(Dataset items)

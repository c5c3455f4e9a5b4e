//! Transport seam between request orchestration and the network.
//!
//! The orchestrator only talks to [`Transport`]. [`HttpTransport`] is the
//! blocking HTTP implementation (requires the `remote` feature, enabled by
//! default); tests substitute their own.

use std::path::PathBuf;

use serde_json::{Map, Value};

use crate::error::ApiError;
use crate::types::{Method, RequestOptions};

#[cfg(feature = "remote")]
use std::time::Duration;

#[cfg(feature = "remote")]
use crate::config::ClientConfig;

/// Multipart body for file uploads.
#[derive(Debug, Clone, PartialEq, Eq)]
pub struct FileUpload {
    /// What the file will be used for, e.g. `dispute_evidence`.
    pub purpose: String,
    pub path: PathBuf,
}

impl FileUpload {
    pub fn new(purpose: impl Into<String>, path: impl Into<PathBuf>) -> Self {
        Self {
            purpose: purpose.into(),
            path: path.into(),
        }
    }
}

/// Issues requests and returns the decoded JSON payload.
///
/// Implementations own timeouts, authentication headers and body encoding.
/// Any failure, including a non-2xx response, is returned as [`ApiError`].
pub trait Transport {
    fn request(
        &self,
        method: Method,
        path: &str,
        body: &Map<String, Value>,
        query: &Map<String, Value>,
        options: &RequestOptions,
    ) -> Result<Value, ApiError>;

    fn request_file_upload(
        &self,
        method: Method,
        path: &str,
        body: &FileUpload,
        query: &Map<String, Value>,
        options: &RequestOptions,
    ) -> Result<Value, ApiError>;
}

impl<T: Transport + ?Sized> Transport for &T {
    fn request(
        &self,
        method: Method,
        path: &str,
        body: &Map<String, Value>,
        query: &Map<String, Value>,
        options: &RequestOptions,
    ) -> Result<Value, ApiError> {
        (**self).request(method, path, body, query, options)
    }

    fn request_file_upload(
        &self,
        method: Method,
        path: &str,
        body: &FileUpload,
        query: &Map<String, Value>,
        options: &RequestOptions,
    ) -> Result<Value, ApiError> {
        (**self).request_file_upload(method, path, body, query, options)
    }
}

/// Flatten a body into form pairs using bracket notation.
///
/// Nested mappings become `parent[child]`, sequences `parent[0]`. `null`
/// encodes as an empty string, which the API reads as "clear this field".
///
/// ```
/// use serde_json::json;
/// use stripe_cast::encode_form;
///
/// let body = json!({ "card": { "number": "4242", "exp_month": 12 }, "email": null });
/// let pairs = encode_form(body.as_object().unwrap());
///
/// assert!(pairs.contains(&("card[number]".to_string(), "4242".to_string())));
/// assert!(pairs.contains(&("card[exp_month]".to_string(), "12".to_string())));
/// assert!(pairs.contains(&("email".to_string(), String::new())));
/// ```
pub fn encode_form(body: &Map<String, Value>) -> Vec<(String, String)> {
    let mut pairs = Vec::new();
    for (key, value) in body {
        encode_value(key.clone(), value, &mut pairs);
    }
    pairs
}

fn encode_value(key: String, value: &Value, pairs: &mut Vec<(String, String)>) {
    match value {
        Value::Null => pairs.push((key, String::new())),
        Value::Bool(b) => pairs.push((key, b.to_string())),
        Value::Number(n) => pairs.push((key, n.to_string())),
        Value::String(s) => pairs.push((key, s.clone())),
        Value::Array(items) => {
            for (i, item) in items.iter().enumerate() {
                encode_value(format!("{}[{}]", key, i), item, pairs);
            }
        }
        Value::Object(map) => {
            for (sub, item) in map {
                encode_value(format!("{}[{}]", key, sub), item, pairs);
            }
        }
    }
}

/// Default API base URL.
pub const DEFAULT_API_BASE: &str = "https://api.stripe.com/v1";

/// Default base URL for file uploads.
pub const DEFAULT_UPLOAD_BASE: &str = "https://files.stripe.com/v1";

/// Blocking HTTP transport.
#[cfg(feature = "remote")]
#[derive(Debug, Clone)]
pub struct HttpTransport {
    client: reqwest::blocking::Client,
    api_base: String,
    upload_base: String,
}

#[cfg(feature = "remote")]
impl HttpTransport {
    /// Create a transport for the given base URLs.
    ///
    /// # Errors
    ///
    /// Returns a `network_error` if the HTTP client cannot be initialized.
    pub fn new(
        api_base: impl Into<String>,
        upload_base: impl Into<String>,
        timeout: Duration,
    ) -> Result<Self, ApiError> {
        let client = reqwest::blocking::Client::builder()
            .timeout(timeout)
            .user_agent(concat!("stripe-cast/", env!("CARGO_PKG_VERSION")))
            .build()
            .map_err(|e| ApiError::network(e.to_string()))?;

        Ok(Self {
            client,
            api_base: api_base.into().trim_end_matches('/').to_string(),
            upload_base: upload_base.into().trim_end_matches('/').to_string(),
        })
    }

    pub fn from_config(config: &ClientConfig) -> Result<Self, ApiError> {
        Self::new(
            config.api_base.clone(),
            config.upload_base.clone(),
            Duration::from_secs(config.timeout_secs),
        )
    }

    fn builder(
        &self,
        base: &str,
        method: Method,
        path: &str,
        options: &RequestOptions,
    ) -> reqwest::blocking::RequestBuilder {
        let url = format!("{}/{}", base, path.trim_start_matches('/'));
        let verb = match method {
            Method::Get => reqwest::Method::GET,
            Method::Post => reqwest::Method::POST,
            Method::Delete => reqwest::Method::DELETE,
        };

        let mut builder = self.client.request(verb, url).bearer_auth(&options.api_key);
        if let Some(account) = &options.connect_account {
            builder = builder.header("Stripe-Account", account);
        }
        if let Some(version) = &options.api_version {
            builder = builder.header("Stripe-Version", version);
        }
        if let Some(key) = &options.idempotency_key {
            builder = builder.header("Idempotency-Key", key);
        }
        builder
    }
}

#[cfg(feature = "remote")]
impl Transport for HttpTransport {
    fn request(
        &self,
        method: Method,
        path: &str,
        body: &Map<String, Value>,
        query: &Map<String, Value>,
        options: &RequestOptions,
    ) -> Result<Value, ApiError> {
        let mut params = encode_form(query);
        let builder = self.builder(&self.api_base, method, path, options);

        // GET and DELETE carry no body; send its fields as query parameters
        let builder = match method {
            Method::Post => builder.query(&params).form(&encode_form(body)),
            Method::Get | Method::Delete => {
                params.extend(encode_form(body));
                builder.query(&params)
            }
        };

        tracing::debug!(%method, path, "sending request");
        send(builder, method, path)
    }

    fn request_file_upload(
        &self,
        method: Method,
        path: &str,
        body: &FileUpload,
        query: &Map<String, Value>,
        options: &RequestOptions,
    ) -> Result<Value, ApiError> {
        let form = reqwest::blocking::multipart::Form::new()
            .text("purpose", body.purpose.clone())
            .file("file", &body.path)
            .map_err(|e| {
                ApiError::invalid_request(
                    format!("cannot read {}: {}", body.path.display(), e),
                    "file",
                )
            })?;

        let builder = self
            .builder(&self.upload_base, method, path, options)
            .query(&encode_form(query))
            .multipart(form);

        tracing::debug!(%method, path, purpose = %body.purpose, "uploading file");
        send(builder, method, path)
    }
}

#[cfg(feature = "remote")]
fn send(
    builder: reqwest::blocking::RequestBuilder,
    method: Method,
    path: &str,
) -> Result<Value, ApiError> {
    let response = builder.send().map_err(|e| {
        tracing::warn!(%method, path, error = %e, "request failed to complete");
        ApiError::network(e.to_string())
    })?;

    let status = response.status();
    let request_id = response
        .headers()
        .get("request-id")
        .and_then(|v| v.to_str().ok())
        .map(String::from);
    let text = response
        .text()
        .map_err(|e| ApiError::network(e.to_string()))?;

    if !status.is_success() {
        let mut err = ApiError::from_response(status.as_u16(), &text);
        if let Some(id) = request_id {
            err = err.with_request_id(id);
        }
        tracing::warn!(%method, path, status = status.as_u16(), kind = %err.kind, "request rejected");
        return Err(err);
    }

    serde_json::from_str(&text).map_err(|e| {
        let mut err = ApiError::new(
            crate::error::ApiErrorKind::ApiError,
            format!("invalid JSON response: {}", e),
        );
        err.status = Some(status.as_u16());
        err
    })
}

EXERCISE REQUIREMENTS: Return every line from the entries that holds the string "assert".

PROBLEM SOLUTION:
/// assert!(pairs.contains(&("card[number]".to_string(), "4242".to_string())));
/// assert!(pairs.contains(&("card[exp_month]".to_string(), "12".to_string())));
/// assert!(pairs.contains(&("email".to_string(), String::new())));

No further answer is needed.